Activity >> Lines before the one containing "value is refused." are to be left out; reproduce that line and all the rest of the entries exactly.

Records for processing >>
//! MySQL packet writing utilities.
//!
//! This module provides utilities for writing MySQL protocol data types
//! including length-encoded integers and strings.

#![allow(clippy::cast_possible_truncation)]

use sqlbind_core::Result;
use sqlbind_core::error::{ProtocolError, ProtocolErrorKind};

/// A writer for MySQL protocol data.
#[derive(Debug, Default)]
pub struct PacketWriter {
    buffer: Vec<u8>,
}

impl PacketWriter {
    /// Create a new writer with default capacity.
    pub fn new() -> Self {
        Self::with_capacity(256)
    }

    /// Create a new writer with specified capacity.
    pub fn with_capacity(capacity: usize) -> Self {
        Self {
            buffer: Vec::with_capacity(capacity),
        }
    }

    /// Get the current buffer length.
    pub fn len(&self) -> usize {
        self.buffer.len()
    }

    /// Check if the buffer is empty.
    pub fn is_empty(&self) -> bool {
        self.buffer.is_empty()
    }

    /// Get the buffer as a byte slice.
    pub fn as_bytes(&self) -> &[u8] {
        &self.buffer
    }

    /// Consume the writer and return the buffer.
    pub fn into_bytes(self) -> Vec<u8> {
        self.buffer
    }

    /// Write a single byte.
    pub fn write_u8(&mut self, value: u8) {
        self.buffer.push(value);
    }

    /// Write a u16 (little-endian).
    pub fn write_u16_le(&mut self, value: u16) {
        self.buffer.extend_from_slice(&value.to_le_bytes());
    }

    /// Write a u32 (little-endian).
    pub fn write_u32_le(&mut self, value: u32) {
        self.buffer.extend_from_slice(&value.to_le_bytes());
    }

    /// Write a u64 (little-endian).
    pub fn write_u64_le(&mut self, value: u64) {
        self.buffer.extend_from_slice(&value.to_le_bytes());
    }

    /// Write a length-encoded integer.
    ///
    /// - below 251: 1-byte value
    /// - 0xFC + 2 bytes: values below 2^16
    /// - values below 2^24 would need the 3-byte form, which is refused
    /// - 0xFE + 8 bytes: everything else
    ///
    /// Nothing is written when the value is refused.
    pub fn write_lenenc_int(&mut self, value: u64) -> Result<()> {
        if value < 251 {
            self.write_u8(value as u8);
        } else if value < 0x1_0000 {
            self.write_u8(0xFC);
            self.write_u16_le(value as u16);
        } else if value < 0x0100_0000 {
            return Err(ProtocolError::new(
                ProtocolErrorKind::UnsupportedLength,
                format!("{value} needs a 3-byte length-encoded integer, which is not supported"),
            )
            .into());
        } else {
            self.write_u8(0xFE);
            self.write_u64_le(value);
        }
        Ok(())
    }

    /// Write a length-encoded byte slice.
    pub fn write_lenenc_bytes(&mut self, data: &[u8]) -> Result<()> {
        self.write_lenenc_int(data.len() as u64)?;
        self.buffer.extend_from_slice(data);
        Ok(())
    }

    /// Write a length-encoded string.
    pub fn write_lenenc_string(&mut self, s: &str) -> Result<()> {
        self.write_lenenc_bytes(s.as_bytes())
    }

    /// Write raw bytes.
    pub fn write_bytes(&mut self, data: &[u8]) {
        self.buffer.extend_from_slice(data);
    }

    /// Write zeros (padding).
    pub fn write_zeros(&mut self, count: usize) {
        self.buffer.resize(self.buffer.len() + count, 0);
    }
}

/// Encode one length-encoded integer on its own.
pub fn encode_lenenc_int(value: u64) -> Result<Vec<u8>> {
    let mut writer = PacketWriter::with_capacity(9);
    writer.write_lenenc_int(value)?;
    Ok(writer.into_bytes())
}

Response area >>
    /// Nothing is written when the value is refused.
    pub fn write_lenenc_int(&mut self, value: u64) -> Result<()> {
        if value < 251 {
            self.write_u8(value as u8);
        } else if value < 0x1_0000 {
            self.write_u8(0xFC);
            self.write_u16_le(value as u16);
        } else if value < 0x0100_0000 {
            return Err(ProtocolError::new(
                ProtocolErrorKind::UnsupportedLength,
                format!("{value} needs a 3-byte length-encoded integer, which is not supported"),
            )
            .into());
        } else {
            self.write_u8(0xFE);
            self.write_u64_le(value);
        }
        Ok(())
    }

    /// Write a length-encoded byte slice.
    pub fn write_lenenc_bytes(&mut self, data: &[u8]) -> Result<()> {
        self.write_lenenc_int(data.len() as u64)?;
        self.buffer.extend_from_slice(data);
        Ok(())
    }

    /// Write a length-encoded string.
    pub fn write_lenenc_string(&mut self, s: &str) -> Result<()> {
        self.write_lenenc_bytes(s.as_bytes())
    }

    /// Write raw bytes.
    pub fn write_bytes(&mut self, data: &[u8]) {
        self.buffer.extend_from_slice(data);
    }

    /// Write zeros (padding).
    pub fn write_zeros(&mut self, count: usize) {
        self.buffer.resize(self.buffer.len() + count, 0);
    }
}

/// Encode one length-encoded integer on its own.
pub fn encode_lenenc_int(value: u64) -> Result<Vec<u8>> {
    let mut writer = PacketWriter::with_capacity(9);
    writer.write_lenenc_int(value)?;
    Ok(writer.into_bytes())
}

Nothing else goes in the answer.